# ATIS favorite postings??



## dreamtwister302 (22 Jun 2009)

I am currently taking POET for ATIS trade and was wondering which postings were preffered for the trade. Currently i would love to go to Shearwater, since i am from the eastern part of the country. Where would be better for family life in the trade? where would i enjoy going to work more? or where to avoid? any of your input would be appreciated!


----------



## Eye In The Sky (9 Jul 2009)

If you are interested in the East Coast, I would suggest this:

- *stay away from CFB Halifax MARLANT N6 at all costs * (seriously.  at no time do you want to be part of this organization [ I refuse to refer to it as a unit ].  I was posted there as ATIS for 2ish years and I can't say a good thing about that unit other than I am (thankfully) out of it now. 

- 12 Wing is nice and small but you won't get the same "exposure" as some of the bigger Wings.  They were still using older RADAR on the airfield side, as an example.  However, the WTISS is a great org with great people, albeit smaller than probably all other Wings.

- 14 Wing is always an option down in the Valley.  Fair size WTIS/WLEO org down there, I have a few bud's down there and life is pretty good.

As for the rest of your questions, I really don't know you and what things you are looking for work/family/hobbies/etc wise...and I only did one posting as ATIS


----------



## Straybullet (13 Sep 2009)

I know you are looking to the East Coast, but as a new tech, I reccommend you start at a place like Trenton.  8 Wing has every facet of your trade, consider it the mothership for ATIS. By the time you leave you will have a good base and a good idea of what you want to do.  It is not that far from the East Coast, but a great place to live.  There is family life, extra curricular activities for all and close to all kinds of amenities.  Lots of exposure to different sides of the trade. Besides, you might want to save Shearwater for later in your career when you have more influence on where you are sent. From a fellow ATIS tech, that's my spin.  Good luck and welcome to our awesome trade


----------



## hank011 (4 Oct 2009)

Stick to large bases. Small bases are for retirees and the unsuspecting. You will become disheartened early if you get stuck in a poophole before you have 16 yrs in.


----------



## Boo (1 Nov 2009)

Happy November 1st! I'm a new ATIS recruit starting BMQ in January. I appreciate seeing this post and was wondering if anyone would be able to share their most rewarding experience with this trade?


----------



## Eye In The Sky (2 Nov 2009)

For me it was the day I got my Occupation Transfer OUT of ATIS.


----------



## Boo (2 Nov 2009)

ouch.

*feeling heart breaking....slow....motion...pain...guh*

so compared to prison, would you say a 5?


----------



## Occam (2 Nov 2009)

I wouldn't form an opinion from the experiences of one person.


----------



## Eye In The Sky (2 Nov 2009)

Boo,

I'll echo what Occam said, and amplify it somewhat.
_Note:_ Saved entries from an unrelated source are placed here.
impl ButtonState {
    pub fn is_down(&self) -> bool {
        self.flags.contains(ButtonFlags::DOWN)
    }

    pub fn flags(&self) -> ButtonFlags {
        self.flags
    }

    /// Sources currently holding the button.
    pub fn holders(&self) -> impl Iterator<Item = SourceId> + '_ {
        self.held.iter().flatten().copied()
    }

    pub fn press(&mut self, source: SourceId, timestamp: Option<u32>, now: u32) -> PressOutcome {
        if self.held.contains(&Some(source)) {
            return PressOutcome::Repeat;
        }

        match self.held.iter_mut().find(|slot| slot.is_none()) {
            Some(slot) => *slot = Some(source),
            None => {
                warn!(source = source.0, "three sources down for a button");
                return PressOutcome::Rejected;
            }
        }

        if self.is_down() {
            return PressOutcome::AlreadyDown;
        }

        self.press_time = timestamp.unwrap_or_else(|| now.wrapping_sub(DEFAULT_PRESS_LEAD_MS));
        self.flags |= ButtonFlags::DOWN | ButtonFlags::PRESSED;
        PressOutcome::Pressed
    }

    /// Releases `source`, or every source when `None`.
    pub fn release(&mut self, source: Option<SourceId>, timestamp: Option<u32>) -> ReleaseOutcome {
        let Some(source) = source else {
            // Typed at the console, assume it is for unsticking.
            self.held = [None; 2];
            self.flags = ButtonFlags::RELEASED;
            return ReleaseOutcome::Forced;
        };

        match self.held.iter_mut().find(|slot| **slot == Some(source)) {
            Some(slot) => *slot = None,
            None => {
                debug!(source = source.0, "release without matching press");
                return ReleaseOutcome::Unmatched;
            }
        }

        if self.held.iter().any(Option::is_some) {
            return ReleaseOutcome::StillHeld;
        }
        if !self.is_down() {
            return ReleaseOutcome::Unmatched;
        }

        let held = match timestamp {
            Some(t) => t.wrapping_sub(self.press_time) as i32,
            None => DEFAULT_RELEASE_MS,
        };
        // Timestamps come from console arguments and can be anything.
        self.accumulated_ms = self.accumulated_ms.saturating_add(held);
        self.flags.remove(ButtonFlags::DOWN);
        self.flags.insert(ButtonFlags::RELEASED);
        ReleaseOutcome::Released
    }

    /// Fraction of the frame the button was down, in `[0, 1]`.
    ///
    /// Clears the edge flags and resets the accumulator, so every call
    /// reports only time not reported before.
    pub fn sample_fraction(&mut self, now: u32, frame_ms: u32) -> f32 {
        self.flags &= ButtonFlags::DOWN;

        let mut msec = std::mem::take(&mut self.accumulated_ms);
        if self.is_down() {
            msec = msec.saturating_add(now.wrapping_sub(self.press_time) as i32);
            self.press_time = now;
        }

        (msec as f32 / frame_ms.max(1) as f32).clamp(0.0, 1.0)
    }

    /// Whether the button counts as held for this command's button bits;
    /// consumes the release edge.
    pub fn take_active(&mut self) -> bool {
        let active = self.flags.intersects(ButtonFlags::DOWN | ButtonFlags::RELEASED);
        self.flags.remove(ButtonFlags::RELEASED);
        active
    }
}

/// One `ButtonState` per `Action`.
#[derive(Debug, Clone, Default)]
pub struct ButtonTable {
    buttons: [ButtonState; Action::COUNT],
}

impl ButtonTable {
    pub fn new() -> Self {
        Self::default()
    }

    pub fn get(&self, action: Action) -> &ButtonState {
        &self.buttons[action as usize]
    }

    pub fn get_mut(&mut self, action: Action) -> &mut ButtonState {
        &mut self.buttons[action as usize]
    }

    pub fn is_down(&self, action: Action) -> bool {
        self.get(action).is_down()
    }

    pub fn sample(&mut self, action: Action, now: u32, frame_ms: u32) -> f32 {
        self.get_mut(action).sample_fraction(now, frame_ms)
    }

    /// Applies a parsed button command with its `<source> <timestamp>`
    /// arguments.
    pub fn apply(&mut self, command: ButtonCommand, args: &[&str], now: u32) {
        let (source, timestamp) = parse_button_args(args);
        match command {
            ButtonCommand::Press(action) => {
                let outcome = self
                    .get_mut(action)
                    .press(source.unwrap_or(SourceId::CONSOLE), timestamp, now);
                debug!(action = action.command_name(), ?outcome, "button press");
            }
            ButtonCommand::Release(action) => {
                let outcome = self.get_mut(action).release(source, timestamp);
                debug!(action = action.command_name(), ?outcome, "button release");
            }
            ButtonCommand::ToggleDown => {
                let button = self.get_mut(Action::Down);
                let source = source.unwrap_or(SourceId::CONSOLE);
                if button.is_down() {
                    // Whoever pressed last time is let go of, so the toggle
                    // works no matter which key triggers it.
                    for holder in [button.held[0], button.held[1]].into_iter().flatten() {
                        button.release(Some(holder), timestamp);
                    }
                } else {
                    button.press(source, timestamp, now);
                }
            }
            ButtonCommand::ToggleDownRelease => {}
        }
    }
}

#[cfg(test)]
mod tests {
    use super::*;

    const A: SourceId = SourceId(87);
    const B: SourceId = SourceId(200);
    const C: SourceId = SourceId(13);

    #[test]
    fn huge_spans_in_one_frame_saturate() {
        let mut table = ButtonTable::new();
        for _ in 0..2 {
            table.apply(ButtonCommand::Press(Action::Forward), &["5", "1"], 0);
            table.apply(ButtonCommand::Release(Action::Forward), &["5", "2000000001"], 0);
        }
        assert_eq!(table.sample(Action::Forward, 16, 16), 1.0);

        // Held across the same span while sampling.
        table.apply(ButtonCommand::Press(Action::Forward), &["5", "1"], 0);
        table.apply(ButtonCommand::Release(Action::Forward), &["5", "2000000001"], 0);
        table.apply(ButtonCommand::Press(Action::Forward), &["5", "2000000001"], 0);
        assert_eq!(table.sample(Action::Forward, 4_000_000_001, 16), 1.0);
        assert_eq!(table.sample(Action::Forward, 4_000_000_017, 16), 1.0);
    }

    #[test]
    fn stays_down_until_both_sources_release() {
        for release_order in [[A, B], [B, A]] {
            let mut b = ButtonState::default();
            assert_eq!(b.press(A, Some(1000), 1000), PressOutcome::Pressed);
            assert_eq!(b.press(B, Some(1010), 1010), PressOutcome::AlreadyDown);

            assert_eq!(b.release(Some(release_order[0]), Some(1050)), ReleaseOutcome::StillHeld);
            assert!(b.is_down());
            assert_eq!(b.release(Some(release_order[1]), Some(1100)), ReleaseOutcome::Released);
            assert!(!b.is_down());
            assert_eq!(b.holders().count(), 0);
        }
    }

    #[test]
    fn third_source_is_rejected() {
        let mut b = ButtonState::default();
        b.press(A, Some(5), 5);
        b.press(B, Some(6), 6);
        assert_eq!(b.press(C, Some(7), 7), PressOutcome::Rejected);
        assert_eq!(b.holders().collect::<Vec<_>>(), vec![A, B]);
        assert!(b.is_down());

        // The rejected source never registered, so its release is ignored.
        assert_eq!(b.release(Some(C), Some(8)), ReleaseOutcome::Unmatched);
        assert!(b.is_down());
    }

    #[test]
    fn repeat_press_does_not_reraise_edge() {
        let mut b = ButtonState::default();
        b.press(A, Some(100), 100);
        b.sample_fraction(116, 16);
        assert_eq!(b.press(A, Some(120), 120), PressOutcome::Repeat);
        assert_eq!(b.flags(), ButtonFlags::DOWN);
    }

    #[test]
    fn press_without_timestamp_backdates() {
        let mut b = ButtonState::default();
        b.press(A, None, 1000);
        // 100ms lead clamps to the whole frame.
        assert_eq!(b.sample_fraction(1000, 50), 1.0);
    }

    #[test]
    fn release_without_timestamp_credits_default() {
        let mut b = ButtonState::default();
        b.press(A, Some(1000), 1000);
        b.release(Some(A), None);
        assert_eq!(b.sample_fraction(1020, 20), 0.5);
    }

    #[test]
    fn unmatched_release_is_a_noop() {
        let mut b = ButtonState::default();
        assert_eq!(b.release(Some(A), Some(10)), ReleaseOutcome::Unmatched);
        assert_eq!(b, ButtonState::default());
    }

    #[test]
    fn console_release_unsticks_everything() {
        let mut b = ButtonState::default();
        b.press(A, Some(10), 10);
        b.press(B, Some(11), 11);
        assert_eq!(b.release(None, None), ReleaseOutcome::Forced);
        assert!(!b.is_down());
        assert_eq!(b.flags(), ButtonFlags::RELEASED);
        assert_eq!(b.holders().count(), 0);
    }

    #[test]
    fn sampled_fractions_sum_to_held_time() {
        let mut b = ButtonState::default();
        let frame = 16;
        let mut now = 1000;
        b.press(A, Some(1005), 1005);

        let mut held_ms = 0.0;
        for _ in 0..10 {
            now += frame;
            held_ms += b.sample_fraction(now, frame) * frame as f32;
        }
        b.release(Some(A), Some(now + 7));
        now += frame;
        held_ms += b.sample_fraction(now, frame) * frame as f32;
        now += frame;
        held_ms += b.sample_fraction(now, frame) * frame as f32;

        // Held from 1005 to 1167.
        assert!((held_ms - 162.0).abs() < 1e-3, "held {held_ms}");
    }

    #[test]
    fn edges_are_cleared_by_sampling() {
        let mut b = ButtonState::default();
        b.press(A, Some(10), 10);
        assert!(b.flags().contains(ButtonFlags::PRESSED));
        b.sample_fraction(20, 10);
        assert_eq!(b.flags(), ButtonFlags::DOWN);
        b.release(Some(A), Some(25));
        assert!(b.flags().contains(ButtonFlags::RELEASED));
        assert_eq!(b.sample_fraction(30, 10), 0.5);
        assert_eq!(b.flags(), ButtonFlags::empty());
    }

    #[test]
    fn tap_within_one_tick_is_active_once() {
        let mut b = ButtonState::default();
        b.press(A, Some(10), 10);
        b.release(Some(A), Some(12));
        assert!(b.take_active());
        assert!(!b.take_active());
    }

    #[test]
    fn parses_button_commands() {
        assert_eq!(ButtonCommand::parse("+forward"), Some(ButtonCommand::Press(Action::Forward)));
        assert_eq!(ButtonCommand::parse("-mlook"), Some(ButtonCommand::Release(Action::MouseLook)));
        assert_eq!(ButtonCommand::parse("+moveup"), Some(ButtonCommand::Press(Action::Up)));
        assert_eq!(ButtonCommand::parse("+toggledown"), Some(ButtonCommand::ToggleDown));
        assert_eq!(ButtonCommand::parse("+jump"), None);
        assert_eq!(ButtonCommand::parse("forward"), None);
    }

    #[test]
    fn button_args_treat_zero_time_as_absent() {
        assert_eq!(parse_button_args(&["87", "0"]), (Some(A), None));
        assert_eq!(parse_button_args(&["87", "1234"]), (Some(A), Some(1234)));
        assert_eq!(parse_button_args(&[]), (None, None));
    }

    #[test]
    fn toggle_down_flips_crouch() {
        let mut table = ButtonTable::new();
        table.apply(ButtonCommand::ToggleDown, &["46", "100"], 100);
        assert!(table.is_down(Action::Down));
        table.apply(ButtonCommand::ToggleDownRelease, &["46", "150"], 150);
        assert!(table.is_down(Action::Down));
        table.apply(ButtonCommand::ToggleDown, &["46", "300"], 300);
        assert!(!table.is_down(Action::Down));
    }
}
- the (long and boring) circumstances of why I was glad to leave ATIS are not ones that you will experience.  Between when I entered and exited the trade, good changes were made.  Also my circumstances were rather unique, as I OTd into the trade from an army trade. 
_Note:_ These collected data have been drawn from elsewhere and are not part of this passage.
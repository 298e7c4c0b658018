//! Networking primitives.
//!
//! Goals:
//! - Give the client a small channel abstraction it can hand datagrams to.
//! - Define the client -> server message tags and the move packet layout.
//! - Keep serialization explicit and versionable.
//!
//! Packet sequencing and retransmission belong to the channel; the command
//! pipeline only reads `outgoing_sequence` and `last_sent` and calls
//! `transmit` once per tick.

use std::net::SocketAddr;

use anyhow::{bail, ensure, Context};
use bytes::{Buf, BufMut, Bytes, BytesMut};
use tokio::net::UdpSocket;
use tracing::{trace, warn};

use crate::{
    checksum::sequence_crc_byte,
    usercmd::{read_delta, MoveCmd},
};

/// Baseline frame value meaning "no delta compression".
pub const NO_DELTA_FRAME: i32 = -1;

/// Client -> server message tags.
#[derive(Debug, Clone, Copy, PartialEq, Eq)]
#[repr(u8)]
pub enum ClcOp {
    Bad = 0,
    Nop = 1,
    Move = 2,
    UserInfo = 3,
    StringCmd = 4,
}

impl ClcOp {
    pub fn from_u8(v: u8) -> Option<Self> {
        match v {
            0 => Some(ClcOp::Bad),
            1 => Some(ClcOp::Nop),
            2 => Some(ClcOp::Move),
            3 => Some(ClcOp::UserInfo),
            4 => Some(ClcOp::StringCmd),
            _ => None,
        }
    }
}

/// The transport the command pipeline sends through.
pub trait NetChannel {
    /// Sequence number the next transmitted datagram will carry.
    fn outgoing_sequence(&self) -> u32;

    /// Realtime (ms) of the last transmit.
    fn last_sent(&self) -> u32;

    /// Whether reliable data is queued but not yet sent.
    fn has_pending_reliable(&self) -> bool;

    /// Queues reliable bytes to go out with the next datagram.
    fn queue_reliable(&mut self, data: &[u8]);

    /// Sends one datagram. Failures are the channel's concern.
    fn transmit(&mut self, data: &[u8], now: u32);
}

/// A datagram captured by [`LoopbackChannel`].
#[derive(Debug, Clone, PartialEq, Eq)]
pub struct SentDatagram {
    pub sequence: u32,
    pub sent_at: u32,
    pub reliable: Vec<u8>,
    pub data: Vec<u8>,
}

/// In-process channel that records what would have been sent.
#[derive(Debug, Default)]
pub struct LoopbackChannel {
    outgoing_sequence: u32,
    last_sent: u32,
    reliable: Vec<u8>,
    pub sent: Vec<SentDatagram>,
}

impl LoopbackChannel {
    pub fn new() -> Self {
        Self::default()
    }

    /// Most recently sent datagram.
    pub fn last(&self) -> Option<&SentDatagram> {
        self.sent.last()
    }
}

impl NetChannel for LoopbackChannel {
    fn outgoing_sequence(&self) -> u32 {
        self.outgoing_sequence
    }

    fn last_sent(&self) -> u32 {
        self.last_sent
    }

    fn has_pending_reliable(&self) -> bool {
        !self.reliable.is_empty()
    }

    fn queue_reliable(&mut self, data: &[u8]) {
        self.reliable.extend_from_slice(data);
    }

    fn transmit(&mut self, data: &[u8], now: u32) {
        self.sent.push(SentDatagram {
            sequence: self.outgoing_sequence,
            sent_at: now,
            reliable: std::mem::take(&mut self.reliable),
            data: data.to_vec(),
        });
        self.outgoing_sequence = self.outgoing_sequence.wrapping_add(1);
        self.last_sent = now;
    }
}

/// Decoded UDP datagram.
#[derive(Debug, Clone, PartialEq, Eq)]
pub struct Datagram {
    pub sequence: u32,
    pub reliable: Bytes,
    pub data: Bytes,
}

/// Channel over a connected UDP socket.
///
/// Datagrams are `[sequence u32][reliable len u16][reliable][data]`, all
/// little endian. Reliable bytes go out once with the next datagram;
/// acknowledgement and resend are not handled here.
#[derive(Debug)]
pub struct UdpChannel {
    socket: UdpSocket,
    peer: SocketAddr,
    outgoing_sequence: u32,
    last_sent: u32,
    reliable: BytesMut,
}

impl UdpChannel {
    pub async fn connect(bind_addr: SocketAddr, peer: SocketAddr) -> anyhow::Result<Self> {
        let socket = UdpSocket::bind(bind_addr).await.context("udp bind")?;
        socket.connect(peer).await.context("udp connect")?;
        Ok(Self {
            socket,
            peer,
            outgoing_sequence: 0,
            last_sent: 0,
            reliable: BytesMut::new(),
        })
    }

    pub fn peer_addr(&self) -> SocketAddr {
        self.peer
    }

    pub fn local_addr(&self) -> anyhow::Result<SocketAddr> {
        Ok(self.socket.local_addr()?)
    }

    /// Frames a datagram the way [`UdpChannel`] puts it on the wire.
    pub fn encode_datagram(sequence: u32, reliable: &[u8], data: &[u8]) -> anyhow::Result<Bytes> {
        let reliable_len = u16::try_from(reliable.len()).context("reliable data too long")?;
        let mut buf = BytesMut::with_capacity(6 + reliable.len() + data.len());
        buf.put_u32_le(sequence);
        buf.put_u16_le(reliable_len);
        buf.extend_from_slice(reliable);
        buf.extend_from_slice(data);
        Ok(buf.freeze())
    }

    /// Splits a received datagram into its parts.
    pub fn decode_datagram(raw: &[u8]) -> anyhow::Result<Datagram> {
        let mut buf = Bytes::copy_from_slice(raw);
        ensure!(buf.remaining() >= 6, "datagram header truncated");
        let sequence = buf.get_u32_le();
        let reliable_len = buf.get_u16_le() as usize;
        ensure!(buf.remaining() >= reliable_len, "reliable block truncated");
        let reliable = buf.split_to(reliable_len);
        Ok(Datagram {
            sequence,
            reliable,
            data: buf,
        })
    }
}

impl NetChannel for UdpChannel {
    fn outgoing_sequence(&self) -> u32 {
        self.outgoing_sequence
    }

    fn last_sent(&self) -> u32 {
        self.last_sent
    }

    fn has_pending_reliable(&self) -> bool {
        !self.reliable.is_empty()
    }

    fn queue_reliable(&mut self, data: &[u8]) {
        self.reliable.extend_from_slice(data);
    }

    fn transmit(&mut self, data: &[u8], now: u32) {
        let reliable = self.reliable.split().freeze();
        match Self::encode_datagram(self.outgoing_sequence, &reliable, data) {
            Ok(frame) => match self.socket.try_send(&frame) {
                Ok(n) => trace!(sequence = self.outgoing_sequence, bytes = n, "udp send"),
                Err(e) => warn!(error = %e, sequence = self.outgoing_sequence, "udp send failed"),
            },
            Err(e) => warn!(error = %e, "dropping datagram"),
        }
        self.outgoing_sequence = self.outgoing_sequence.wrapping_add(1);
        self.last_sent = now;
    }
}

/// A move packet as the server reads it.
#[derive(Debug, Clone, PartialEq, Eq)]
pub struct MovePacket {
    /// Last server frame the client fully received, or [`NO_DELTA_FRAME`].
    pub last_frame: i32,
    /// Commands for sequences `N-2`, `N-1`, `N`.
    pub cmds: [MoveCmd; 3],
}

/// Parses and verifies a move packet that arrived under `sequence`.
pub fn parse_move(data: &[u8], sequence: u32) -> anyhow::Result<MovePacket> {
    let mut buf = data;
    ensure!(buf.remaining() >= 2, "move packet truncated");

    let op = buf.get_u8();
    match ClcOp::from_u8(op) {
        Some(ClcOp::Move) => {}
        Some(other) => bail!("expected move, got {other:?}"),
        None => bail!("unknown client op {op}"),
    }

    let checksum = buf.get_u8();
    let covered = buf;

    ensure!(buf.remaining() >= 4, "baseline frame truncated");
    let last_frame = buf.get_i32_le();

    let mut cmds = [MoveCmd::default(); 3];
    let mut base = MoveCmd::default();
    for (i, slot) in cmds.iter_mut().enumerate() {
        *slot = read_delta(&base, &mut buf).with_context(|| format!("command {i}"))?;
        base = *slot;
    }

    let consumed = covered.len() - buf.remaining();
    let expected = sequence_crc_byte(&covered[..consumed], sequence);
    ensure!(
        checksum == expected,
        "checksum mismatch: got {checksum:#04x}, expected {expected:#04x}"
    );

    Ok(MovePacket { last_frame, cmds })
}

#[cfg(test)]
mod tests {
    use super::*;

    #[test]
    fn loopback_advances_sequence_and_flushes_reliable() {
        let mut chan = LoopbackChannel::new();
        chan.queue_reliable(b"hello");
        assert!(chan.has_pending_reliable());

        chan.transmit(&[0], 40);
        chan.transmit(&[1, 2], 90);

        assert_eq!(chan.outgoing_sequence(), 2);
        assert_eq!(chan.last_sent(), 90);
        assert!(!chan.has_pending_reliable());
        assert_eq!(chan.sent[0].reliable, b"hello");
        assert!(chan.sent[1].reliable.is_empty());
        assert_eq!(chan.last().map(|d| d.sequence), Some(1));
    }

    #[test]
    fn datagram_framing_splits_back() {
        let raw = UdpChannel::encode_datagram(9, b"rel", &[2, 0, 1]).unwrap();
        let d = UdpChannel::decode_datagram(&raw).unwrap();
        assert_eq!(d.sequence, 9);
        assert_eq!(&d.reliable[..], b"rel");
        assert_eq!(&d.data[..], &[2, 0, 1]);
    }

    #[tokio::test]
    async fn udp_channel_frames_and_sequences() -> anyhow::Result<()> {
        let server = UdpSocket::bind("127.0.0.1:0").await?;
        let mut chan = UdpChannel::connect("127.0.0.1:0".parse()?, server.local_addr()?).await?;

        chan.queue_reliable(&[ClcOp::StringCmd as u8, b'h', b'i', 0]);
        chan.transmit(&[ClcOp::Nop as u8], 250);
        assert_eq!(chan.outgoing_sequence(), 1);
        assert_eq!(chan.last_sent(), 250);
        assert!(!chan.has_pending_reliable());

        let mut buf = [0u8; 1500];
        let (n, from) = server.recv_from(&mut buf).await?;
        assert_eq!(from, chan.local_addr()?);
        let d = UdpChannel::decode_datagram(&buf[..n])?;
        assert_eq!(d.sequence, 0);
        assert_eq!(&d.reliable[..], &[4, b'h', b'i', 0]);
        assert_eq!(&d.data[..], &[ClcOp::Nop as u8]);
        Ok(())
    }

    #[test]
    fn rejects_non_move_packets() {
        let err = parse_move(&[ClcOp::Nop as u8, 0, 0, 0, 0, 0], 0).unwrap_err();
        assert!(err.to_string().contains("expected move"));
        assert!(parse_move(&[99, 0], 0).is_err());
    }
}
- the training and career progression for you will be, IMO, ones you will like if you like the work 226 folks do.  

- go in with an open mind.  I was just one cog in a very big machine.  I recognized that *I* wasn't happy in that trade, which is why I left.  Better to have someone in that billet (which could be you) who is motivated and happy being there.  Mostly everyone I met in the trade loved, or atleast liked, it alot.

- regardless of WHO you meet and how unhappy, jaded, etc they are about the trade, form your own opinion.  I'd recommend you wait to do that until after you are OUT of the trg system and working on the 3s OJT package with Journeymen qualified people in the trade.


----------



## dreamtwister302 (14 Nov 2009)

so, what are the bigger wings i should start at after QL3 training? i know there is Trenton, I believe Cold Lake, which i dont know much about, but are there any other decent locations for the trade, at least to start off?


----------



## navymich (14 Nov 2009)

There's always North Bay!  ;D

I'm not an ATIS, but work with all of them here.  There are many of them that like the job and the area and are quite content to remain year after year.  Others want nothing more then to get their posting over with and move on.

You will typically start on shift in System Maintenance where you maintain and fix gear on the ops floor and are the middleman between ops and radars.  Later, you could move into a day job working on the red or black side of stuff, or being a SME on the major pieces of equipment in ops.

If you work hard and learn, it can be a stepping stone and you move onward and upward after a posting here, and branch out further in the trade.  Or you wither and only go sideways.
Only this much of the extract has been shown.